Blocking Airway Mucous Cell Metaplasia by Inhibiting EGFR Antiapoptosis and IL-13 Transdifferentiation Signals; J.W. Tyner, E.Y. Kim, K. Ide, M.R. Pelletier, W.T. Roswit, J.D. Morton, J.T. Battaile, A.C. Patel, G.A. Patterson, M. Castro, M.S. Spoor, Y. You, S.L. Brody, M. J. Holtzman (J Clin Invest 2006 Feb 1; 116(2):309–321).

Epithelial hyperplasia and metaplasia are common features of inflammatory and neoplastic disease, but the basis for the altered epithelial phenotype is often uncertain. Here we show that long-term ciliated cell hyperplasia coincides with mucous (goblet) cell metaplasia after respiratory viral clearance in mouse airways. This chronic switch in epithelial behavior exhibits genetic susceptibility and depends on persistent activation of EGFR signaling to PI3K that prevents apoptosis of ciliated cells and on IL-13 signaling that promotes transdifferentiation of ciliated to goblet cells.

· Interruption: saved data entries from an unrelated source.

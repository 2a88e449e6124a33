use std::path::PathBuf;
use std::process::ExitCode;

#[tokio::main]
async fn main() -> ExitCode {
    let config_path = std::env::args()
        .nth(1)
        .map(PathBuf::from)
        .unwrap_or_else(|| PathBuf::from("config.json"));

    match slidetap::run(&config_path).await {
        Ok(()) => ExitCode::SUCCESS,
        Err(err) => {
            eprintln!("Error: {err:#}");
            ExitCode::FAILURE
        }
    }
}
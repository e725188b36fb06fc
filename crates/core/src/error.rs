//! Error types for the Parlor domain.
//!
//! Prompt assembly itself never fails; these errors cover the edges where
//! records enter the system (transcript files, configuration, I/O).

use thiserror::Error;

/// The top-level error type for Parlor operations.
#[derive(Debug, Error)]
pub enum Error {
    // --- Input errors ---
    #[error("Invalid transcript: {0}")]
    Transcript(String),

    // --- Configuration errors ---
    #[error("Configuration error: {message}")]
    Config { message: String },

    // --- Serialization ---
    #[error("Serialization error: {0}")]
    Serialization(#[from] serde_json::Error),

    // --- I/O ---
    #[error("I/O error: {0}")]
    Io(#[from] std::io::Error),

    // --- Generic ---
    #[error("Internal error: {0}")]
    Internal(String),
}

/// Result type alias using our Error.
pub type Result<T> = std::result::Result<T, Error>;
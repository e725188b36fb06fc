//! Assembly diagnostics.
//!
//! The assembler never fails, so misconfigured entries simply vanish from the
//! output. The report records what happened to each entry so a preview can
//! explain why something is missing.

use serde::{Deserialize, Serialize};

/// Why an entry did not contribute a message.
#[derive(Debug, Clone, Copy, PartialEq, Eq, Serialize, Deserialize)]
#[serde(rename_all = "snake_case")]
pub enum SkipReason {
    /// `enabled = false` and not a mandatory system prompt
    Disabled,
    /// Content is empty after trimming
    BlankContent,
    /// `injectionPosition` was not recognised
    UnknownPosition,
    /// Conditional or interval trigger not satisfied at this turn count
    TriggerNotMet,
}

impl std::fmt::Display for SkipReason {
    fn fmt(&self, f: &mut std::fmt::Formatter<'_>) -> std::fmt::Result {
        let s = match self {
            Self::Disabled => "disabled",
            Self::BlankContent => "blank content",
            Self::UnknownPosition => "unknown injection position",
            Self::TriggerNotMet => "trigger not met",
        };
        f.write_str(s)
    }
}

/// An entry that was left out of the assembled prompt.
#[derive(Debug, Clone, PartialEq, Eq, Serialize, Deserialize)]
#[serde(rename_all = "camelCase")]
pub struct SkippedEntry {
    pub entry_id: String,
    pub name: String,
    pub reason: SkipReason,
}

/// An in-chat entry that fired.
#[derive(Debug, Clone, PartialEq, Eq, Serialize, Deserialize)]
#[serde(rename_all = "camelCase")]
pub struct FiredEntry {
    pub entry_id: String,
    /// Insertion point in the original transcript's index space.
    pub raw_position: usize,
}

/// What the assembler did with each entry.
#[derive(Debug, Clone, Default, PartialEq, Eq, Serialize, Deserialize)]
#[serde(rename_all = "camelCase")]
pub struct AssemblyReport {
    /// Transcript length before injection.
    pub turn_count: usize,
    /// Whether condensation mode was used.
    pub condensed: bool,
    /// Messages placed before the transcript.
    pub relative_count: usize,
    /// In-chat entries spliced into the transcript.
    pub fired: Vec<FiredEntry>,
    /// Entries merged into the condensed system prompt.
    pub condensed_entries: Vec<String>,
    pub skipped: Vec<SkippedEntry>,
}

impl AssemblyReport {
    pub fn new(turn_count: usize, condensed: bool) -> Self {
        Self {
            turn_count,
            condensed,
            ..Self::default()
        }
    }

    pub fn injected_count(&self) -> usize {
        self.fired.len()
    }

    pub(crate) fn skip(&mut self, entry: &parlor_core::PromptEntry, reason: SkipReason) {
        tracing::debug!(entry_id = %entry.id, %reason, "Prompt entry skipped");
        self.skipped.push(SkippedEntry {
            entry_id: entry.id.clone(),
            name: entry.name.clone(),
            reason,
        });
    }

    /// Look up why an entry was skipped, if it was.
    pub fn skip_reason(&self, entry_id: &str) -> Option<SkipReason> {
        self.skipped
            .iter()
            .find(|s| s.entry_id == entry_id)
            .map(|s| s.reason)
    }
}
//! Prompt condensation.
//!
//! Some provider and model combinations accept only a single system message.
//! Condensation merges every participating entry into one, in configured
//! order, regardless of each entry's own position or role.

use parlor_core::{InjectionPosition, PromptEntry, Role};

/// ID of the synthetic entry produced by [`condense`].
pub const CONDENSED_ENTRY_ID: &str = "entry_condensed_system";

/// Separator placed between merged entry contents.
const SEPARATOR: &str = "\n\n";

/// Merge all active entries into one relative system entry.
///
/// Returns `None` when nothing with content participates.
pub fn condense(entries: &[PromptEntry]) -> Option<PromptEntry> {
    let merged = entries
        .iter()
        .filter(|e| e.is_active())
        .map(|e| e.content.trim())
        .filter(|c| !c.is_empty())
        .collect::<Vec<_>>()
        .join(SEPARATOR);

    if merged.trim().is_empty() {
        return None;
    }

    Some(PromptEntry {
        id: CONDENSED_ENTRY_ID.into(),
        name: "Condensed System Prompt".into(),
        role: Role::System,
        content: merged,
        enabled: true,
        is_system_prompt: true,
        injection_position: InjectionPosition::Relative,
        injection_depth: 0,
        conditional_min_messages: None,
        interval_turns: None,
    })
}
//! `parlor init`: Write a default configuration file.

use std::path::Path;

use parlor_config::AppConfig;

pub fn run(config: Option<&Path>) -> Result<(), Box<dyn std::error::Error>> {
    let config_path = super::config_file(config);

    println!("Parlor — First-Time Setup");
    println!("=========================\n");

    if let Some(dir) = config_path.parent()
        && !dir.as_os_str().is_empty()
        && !dir.exists()
    {
        std::fs::create_dir_all(dir)?;
        println!("✅ Created config directory: {}", dir.display());
    }

    if config_path.exists() {
        println!("⚠️  Config already exists at: {}", config_path.display());
        println!("   Edit it manually or delete and re-run init.\n");
        return Ok(());
    }

    std::fs::write(&config_path, AppConfig::default_toml())?;
    println!("✅ Created config.toml at: {}", config_path.display());
    println!("\n📝 Next steps:");
    println!("   1. Edit the [[prompt.entries]] tables to describe your character");
    println!("   2. Run `parlor preview` to see what the model will receive");
    println!("   3. Run `parlor config validate` to check for inert entries");

    Ok(())
}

Thus, EGFR blockade (using an irreversible EGFR kinase inhibitor designated EKB-569) prevents virus-induced increases in ciliated and goblet cells whereas IL-13 blockade (using s-IL-13Ralpha2-Fc) exacerbates ciliated cell hyperplasia but still inhibits goblet cell metaplasia. The distinct effects of EGFR and IL-13 inhibitors after viral reprogramming suggest that these combined therapeutic strategies may also correct epithelial architecture in the setting of airway inflammatory disorders characterized by a similar pattern of chronic EGFR activation, IL-13 expression, and ciliated-to-goblet cell metaplasia.

Comments.

Mucous hypersecretion contributes to airflow obstruction in several diseases including COPD, asthma and cystic fibrosis. The precise mechanism for the increased production of mucous remains poorly understood. EGFR ligands and IL-13 are capable of inducing mucous production. Tyner and colleagues demonstrate in a mouse model of virus-induced mucous hypersecretion that EGFR can inhibit ciliated cell apoptosis, which in turn allows IL-13 to stimulate transdifferentiation of these ciliated cells to goblet cells. In this model, following an acute antiviral response that clears the virus there is a subsequent post-viral response with acute activation of EGFR during epithelial repair that is then replaced by chronic activation of EGFR localized to ciliated epithelial cells. Whether these mechanisms are relevant for smoking-related goblet cell hyperplasia requires further study but may lead to novel therapies for chronic bronchitis, COPD and other airway diseases.